道が錯綜して少しわかりにく箇所もありました。
1つの選択肢は、木に点々と赤テープが巻いてある、ちょっと急な下り道。
もう1つの選択肢は、右へ曲がっていくほぼ水平の細い道で、踏み跡は明瞭ですが下山方向とは少し違うように感じます。
道しるべはない。
さて、どうしよう?
赤テープに惹かれて、急な下り道を行きましたが、しばらく下っていくと、右から細い道が合流してきました。
先程の道なのでしょう。
あちらの道が正規のコースだったんだなあ。
時間短縮にはなったけれど、あえて急な下りを行く必要はなかったのですね。

その先は道も広くなり、大きな段差もなくなりました。
建物の屋根も見えてきて、ゴルフ場らしきフェンスの脇の木段を降りていき、小さな鳥居をくぐると、舗装道路。12:55。

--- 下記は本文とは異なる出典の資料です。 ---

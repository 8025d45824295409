//! # Report Math
//!
//! Derived figures for the read side: HPP and margins, the financial
//! summary, low-stock classification and stock valuation.
//!
//! The database layer fetches rows; everything here is arithmetic over
//! those rows, so the numbers are testable without a database.
//!
//! ## HPP Composition
//! ```text
//! ┌─────────────────────────────────────────────────────────────────────────┐
//! │  SoldLine (one per finalized, active sale item in the window)          │
//! │      │                                                                  │
//! │      ▼  group by product                                               │
//! │  ProductHpp { quantity_sold, revenue, hpp, margin, margin_pct }        │
//! │      │                                                                  │
//! │      ▼  Σ                                                               │
//! │  HppReport { total_revenue, total_hpp, total_margin }                  │
//! │      │                                                                  │
//! │      ▼  + expenses                                                      │
//! │  FinancialSummary { gross_profit, net_profit, margins % }              │
//! └─────────────────────────────────────────────────────────────────────────┘
//! ```

use chrono::{DateTime, NaiveDate, NaiveTime, TimeZone, Utc};
use serde::{Deserialize, Serialize};
use std::collections::BTreeMap;
use std::fmt;
use std::str::FromStr;
use ts_rs::TS;

use crate::error::ValidationError;
use crate::money::Money;
use crate::types::{Product, StockStatus};
use crate::validation::validate_date_range;

// =============================================================================
// Report Window
// =============================================================================

/// Inclusive date window `[start, end]`.
#[derive(Debug, Clone, Copy, PartialEq, Eq, Serialize, Deserialize, TS)]
#[ts(export)]
pub struct DateWindow {
    #[ts(as = "String")]
    pub start: NaiveDate,
    #[ts(as = "String")]
    pub end: NaiveDate,
}

impl DateWindow {
    pub fn new(start: NaiveDate, end: NaiveDate) -> Result<Self, ValidationError> {
        validate_date_range(start, end)?;
        Ok(Self { start, end })
    }

    /// Single day window.
    pub fn day(date: NaiveDate) -> Self {
        Self {
            start: date,
            end: date,
        }
    }

    /// Half-open UTC bounds `[start 00:00, end+1 00:00)`.
    pub fn bounds(&self) -> (DateTime<Utc>, DateTime<Utc>) {
        let midnight = NaiveTime::default();
        let from = Utc.from_utc_datetime(&self.start.and_time(midnight));
        let next = self.end.succ_opt().unwrap_or(NaiveDate::MAX);
        let until = Utc.from_utc_datetime(&next.and_time(midnight));
        (from, until)
    }

    pub fn contains(&self, at: DateTime<Utc>) -> bool {
        let (from, until) = self.bounds();
        at >= from && at < until
    }
}

// =============================================================================
// HPP
// =============================================================================

/// Which cost HPP is computed against.
#[derive(Debug, Clone, Copy, PartialEq, Eq, Default, Serialize, Deserialize, TS)]
#[serde(rename_all = "lowercase")]
#[ts(export)]
pub enum HppCostBasis {
    /// The product's purchase price today. Historical margins move when
    /// cost changes.
    #[default]
    Current,
    /// The unit cost captured on the sale item when stock left. Falls back
    /// to current cost for items that carry no snapshot.
    Snapshot,
}

impl fmt::Display for HppCostBasis {
    fn fmt(&self, f: &mut fmt::Formatter<'_>) -> fmt::Result {
        match self {
            HppCostBasis::Current => f.write_str("current"),
            HppCostBasis::Snapshot => f.write_str("snapshot"),
        }
    }
}
//! Subcommands.

use structopt::StructOpt;

pub mod cleanup;
pub mod materialize;
pub mod prepare;
pub mod secret_options;
pub mod write_script;

/// Identifies a Spark application.
#[derive(Debug, StructOpt)]
pub struct AppOpt {
    /// The namespace of the SparkApplication.
    #[structopt(short = "n", long = "namespace")]
    pub namespace: String,

    /// The name of the SparkApplication.
    #[structopt(short = "a", long = "app")]
    pub app_name: String,
}
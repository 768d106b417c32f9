//! The `write-script` subcommand.

use sparkprep_common::{
    prelude::{Config, Layout},
    submit::write_script,
};
use structopt::StructOpt;

use super::AppOpt;

/// Write a launch script.
#[derive(Debug, StructOpt)]
pub struct Opt {
    #[structopt(flatten)]
    app: AppOpt,

    /// Lines to write to the script, one per argument.
    commands: Vec<String>,
}

/// Write the script and print its path.
pub fn run(config: &Config, opt: &Opt) -> anyhow::Result<()> {
    let layout = Layout::new(config);
    let script = write_script(&layout, &opt.app.namespace, &opt.app.app_name, &opt.commands)?;
    println!("{}", script.path.display());
    Ok(())
}
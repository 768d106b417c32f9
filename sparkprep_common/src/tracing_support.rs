//! Support for tracing execution of a program.

use tracing_subscriber::{
    fmt::{format::FmtSpan, Subscriber},
    prelude::*,
    EnvFilter,
};

/// Set up the `tracing` library, logging to standard error. Verbosity is
/// controlled by `RUST_LOG`, and defaults to warnings only.
pub fn initialize_tracing() {
    let filter = EnvFilter::try_from_default_env().unwrap_or_else(|_| EnvFilter::new("warn"));
    Subscriber::builder()
        .with_writer(std::io::stderr)
        .with_span_events(FmtSpan::CLOSE)
        .with_env_filter(filter)
        .finish()
        .init();
}
//! Secrets mounted into Spark driver and executor pods, and the
//! `spark-submit` options which tell Spark about them.

use crate::prelude::*;

/// Prefix for driver secret mounts.
pub const SPARK_DRIVER_SECRET_KEY_PREFIX: &str = "spark.kubernetes.driver.secrets.";
/// Prefix for executor secret mounts.
pub const SPARK_EXECUTOR_SECRET_KEY_PREFIX: &str = "spark.kubernetes.executor.secrets.";
/// Prefix for driver environment variables.
pub const SPARK_DRIVER_ENV_VAR_CONFIG_KEY_PREFIX: &str = "spark.kubernetes.driverEnv.";
/// Prefix for executor environment variables.
pub const SPARK_EXECUTOR_ENV_VAR_CONFIG_KEY_PREFIX: &str = "spark.executorEnv.";

/// Environment variable Google client libraries read credentials from.
pub const GOOGLE_APPLICATION_CREDENTIALS_ENV_VAR: &str = "GOOGLE_APPLICATION_CREDENTIALS";
/// File inside a GCP service account secret holding the JSON key.
pub const SERVICE_ACCOUNT_JSON_KEY_FILE_NAME: &str = "key.json";
/// Environment variable Hadoop reads delegation tokens from.
pub const HADOOP_TOKEN_FILE_LOCATION_ENV_VAR: &str = "HADOOP_TOKEN_FILE_LOCATION";
/// File inside a Hadoop delegation token secret holding the token.
pub const HADOOP_DELEGATION_TOKEN_FILE_NAME: &str = "hadoop.token";

/// Which kind of Spark pod a secret is mounted into.
#[derive(Clone, Copy, Debug, Deserialize, Eq, PartialEq, Serialize)]
#[serde(rename_all = "snake_case")]
pub enum Role {
    /// The driver pod.
    Driver,
    /// Executor pods.
    Executor,
}

impl Role {
    /// Prefix for secret mount options.
    pub fn secret_prefix(self) -> &'static str {
        match self {
            Role::Driver => SPARK_DRIVER_SECRET_KEY_PREFIX,
            Role::Executor => SPARK_EXECUTOR_SECRET_KEY_PREFIX,
        }
    }

    /// Prefix for environment variable options.
    pub fn env_prefix(self) -> &'static str {
        match self {
            Role::Driver => SPARK_DRIVER_ENV_VAR_CONFIG_KEY_PREFIX,
            Role::Executor => SPARK_EXECUTOR_ENV_VAR_CONFIG_KEY_PREFIX,
        }
    }
}

impl std::str::FromStr for Role {
    type Err = Error;

    fn from_str(s: &str) -> Result<Self> {
        match s {
            "driver" => Ok(Role::Driver),
            "executor" => Ok(Role::Executor),
            _ => Err(Error::InvalidArgument(format!(
                "unknown role {:?}, expected \"driver\" or \"executor\"",
                s
            ))),
        }
    }
}

/// What a secret contains. Some kinds need an environment variable pointing
/// at a file inside the mount.
#[derive(Clone, Copy, Debug, Deserialize, Eq, PartialEq, Serialize)]
pub enum SecretKind {
    /// Anything else.
    Generic,
    /// A GCP service account key.
    #[serde(rename = "GCPServiceAccount")]
    CloudServiceAccount,
    /// A Hadoop delegation token.
    HadoopDelegationToken,
}

impl Default for SecretKind {
    fn default() -> Self {
        SecretKind::Generic
    }
}

impl SecretKind {
    /// The environment variable we set for this kind of secret, and the file
    /// inside the mount it should point to.
    fn env_var_and_file(self) -> Option<(&'static str, &'static str)> {
        match self {
            SecretKind::Generic => None,
            SecretKind::CloudServiceAccount => Some((
                GOOGLE_APPLICATION_CREDENTIALS_ENV_VAR,
                SERVICE_ACCOUNT_JSON_KEY_FILE_NAME,
            )),
            SecretKind::HadoopDelegationToken => Some((
                HADOOP_TOKEN_FILE_LOCATION_ENV_VAR,
                HADOOP_DELEGATION_TOKEN_FILE_NAME,
            )),
        }
    }
}

/// A Kubernetes secret mounted into a Spark pod.
///
/// Field names match the `secrets` entries in a `SparkApplication`.
#[derive(Clone, Debug, Deserialize, Eq, PartialEq, Serialize)]
#[serde(deny_unknown_fields)]
pub struct SecretMountSpec {
    /// The name of the Kubernetes secret.
    pub name: String,
    /// Where to mount it in the container.
    pub path: String,
    /// What the secret contains.
    #[serde(default, rename = "secretType")]
    pub kind: SecretKind,
}

/// Build `spark-submit` options for mounting `mounts` into `role` pods.
///
/// Each mount yields `<secret prefix><name>=<path>`, followed by an
/// environment variable option if its kind needs one. Output order follows
/// input order.
pub fn build_options(role: Role, mounts: &[SecretMountSpec]) -> Vec<String> {
    let mut options = Vec::with_capacity(mounts.len());
    for mount in mounts {
        options.push(format!("{}{}={}", role.secret_prefix(), mount.name, mount.path));
        if let Some((env_var, file_name)) = mount.kind.env_var_and_file() {
            options.push(format!(
                "{}{}={}",
                role.env_prefix(),
                env_var,
                Path::new(&mount.path).join(file_name).display(),
            ));
        }
    }
    options
}

#[cfg(test)]
fn mount(name: &str, path: &str, kind: SecretKind) -> SecretMountSpec {
    SecretMountSpec {
        name: name.to_owned(),
        path: path.to_owned(),
        kind,
    }
}

#[test]
fn generic_secret_yields_one_option() {
    let options = build_options(
        Role::Driver,
        &[mount("s1", "/mnt/a/b/s1", SecretKind::Generic)],
    );
    assert_eq!(options, vec!["spark.kubernetes.driver.secrets.s1=/mnt/a/b/s1"]);
}

#[test]
fn service_account_adds_credentials_env_var() {
    let options = build_options(
        Role::Driver,
        &[mount("s1", "/mnt/a/b/s1", SecretKind::CloudServiceAccount)],
    );
    assert_eq!(
        options,
        vec![
            "spark.kubernetes.driver.secrets.s1=/mnt/a/b/s1",
            "spark.kubernetes.driverEnv.GOOGLE_APPLICATION_CREDENTIALS=/mnt/a/b/s1/key.json",
        ],
    );
}

#[test]
fn executor_options_keep_input_order() {
    let options = build_options(
        Role::Executor,
        &[
            mount("token", "/mnt/token/", SecretKind::HadoopDelegationToken),
            mount("plain", "/etc/plain", SecretKind::Generic),
            mount("gcp", "/etc/gcp", SecretKind::CloudServiceAccount),
        ],
    );
    assert_eq!(
        options,
        vec![
            "spark.kubernetes.executor.secrets.token=/mnt/token/",
            "spark.executorEnv.HADOOP_TOKEN_FILE_LOCATION=/mnt/token/hadoop.token",
            "spark.kubernetes.executor.secrets.plain=/etc/plain",
            "spark.kubernetes.executor.secrets.gcp=/etc/gcp",
            "spark.executorEnv.GOOGLE_APPLICATION_CREDENTIALS=/etc/gcp/key.json",
        ],
    );
}

#[test]
fn parse_role() {
    assert_eq!("driver".parse::<Role>().unwrap(), Role::Driver);
    assert_eq!("executor".parse::<Role>().unwrap(), Role::Executor);
    assert!("Driver".parse::<Role>().is_err());
}

#[test]
fn no_mounts_no_options() {
    assert!(build_options(Role::Driver, &[]).is_empty());
}

#[test]
fn parse_spark_application_secrets() {
    let json = r#"[
        { "name": "gcp", "path": "/mnt/gcp", "secretType": "GCPServiceAccount" },
        { "name": "hdfs", "path": "/mnt/hdfs", "secretType": "HadoopDelegationToken" },
        { "name": "other", "path": "/mnt/other" }
    ]"#;
    let mounts: Vec<SecretMountSpec> = serde_json::from_str(json).expect("parse error");
    assert_eq!(
        mounts,
        vec![
            mount("gcp", "/mnt/gcp", SecretKind::CloudServiceAccount),
            mount("hdfs", "/mnt/hdfs", SecretKind::HadoopDelegationToken),
            mount("other", "/mnt/other", SecretKind::Generic),
        ],
    );
}
//! The `materialize` subcommand.

use anyhow::Context;
use sparkprep_common::{
    kubernetes::read_resource_file,
    prelude::{Config, Layout, Path, PathBuf},
    resource::{materialize, materialize_atomic, MaterializationResult},
};
use structopt::StructOpt;

use super::AppOpt;

/// Write fetched ConfigMaps and Secrets to disk.
#[derive(Debug, StructOpt)]
pub struct Opt {
    #[structopt(flatten)]
    app: AppOpt,

    /// Write all keys or none, replacing any existing files for the
    /// resource.
    #[structopt(long = "atomic")]
    atomic: bool,

    /// JSON files containing ConfigMaps or Secrets, as printed by
    /// `kubectl get ... -o json`.
    #[structopt(parse(from_os_str), required = true)]
    resource_files: Vec<PathBuf>,
}

/// Materialize each resource file, printing the directory it was written to.
pub fn run(config: &Config, opt: &Opt) -> anyhow::Result<()> {
    let layout = Layout::new(config);
    for path in &opt.resource_files {
        let result = materialize_file(
            &layout,
            &opt.app.namespace,
            &opt.app.app_name,
            path,
            opt.atomic,
        )?;
        println!("{}", result.base_path.display());
    }
    Ok(())
}

/// Read a resource from `path` and write it to disk for
/// `namespace/app_name`.
pub fn materialize_file(
    layout: &Layout,
    namespace: &str,
    app_name: &str,
    path: &Path,
    atomic: bool,
) -> anyhow::Result<MaterializationResult> {
    let resource = read_resource_file(path)?;
    let identity = resource.identity_for(namespace, app_name);
    let result = if atomic {
        materialize_atomic(layout, &identity, &resource.bundle)
    } else {
        materialize(layout, &identity, &resource.bundle)
    };
    result.with_context(|| format!("could not materialize {}", path.display()))
}
//! The `cleanup` subcommand.

use sparkprep_common::prelude::{Config, Layout};
use structopt::StructOpt;

use super::AppOpt;

/// Delete everything written for an application.
#[derive(Debug, StructOpt)]
pub struct Opt {
    #[structopt(flatten)]
    app: AppOpt,
}

/// Remove the application's directory tree. Failures are only logged.
pub fn run(config: &Config, opt: &Opt) -> anyhow::Result<()> {
    Layout::new(config).remove_application_tree(&opt.app.namespace, &opt.app.app_name);
    Ok(())
}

すぐに住宅街となり、道なりに歩いていくと、右手に梅の公園が見えてきました。
パラパラと観光客が公園内を歩いているのが見えました。
私も園内に入り、遊歩道を登っていきました。
斜面に、梅の苗木が点々と植えられています。
もう花をつけている若木もあります。
白梅。
紅梅。
昔の通り、難しい名前の札の付けられたそれぞれの梅の木。
どれもまだ本当に若い木です。

遊歩道に看板が立っていました。
上の画像がそれです。

「かつては見事な梅が咲き誇った梅の公園。
梅まつりには、毎年多くの観光客が訪れました。
2016年秋に再植樹が認められ、梅の里復活へ歩みを進めるなか、
吉野梅郷を愛する人々の手により多くの梅が植えられました。
いつの日か、この美しい光景が再び観られることを願って・・・。」

私のスマホにも今も保存されている、梅の花が煙るようだった公園の全景。
八重咲きの珍しく華やかな梅の花々。

そこに戻る歩みがもう始まっていました。
何年かすれば、きっとこの公園は元に戻る。
むしろ全伐採されていた時期のことが幻だったようにいつかなるのでしょう。

公園内を出て、駅への道の街路樹の梅もまだ若木でした。
でも、私は良いものを見たと感じました。
今日はこちらのコースを選んで良かった。
咲き誇る梅の大木をこの町で見ることはまだありません。
それでも多くの催しとともに開かれる吉野梅郷の梅まつりは、これからひと月ほど続きます。
2月24日は、その初日。
梅まつりのポスターでそれを確認し、日向和田駅へと歩き始めました。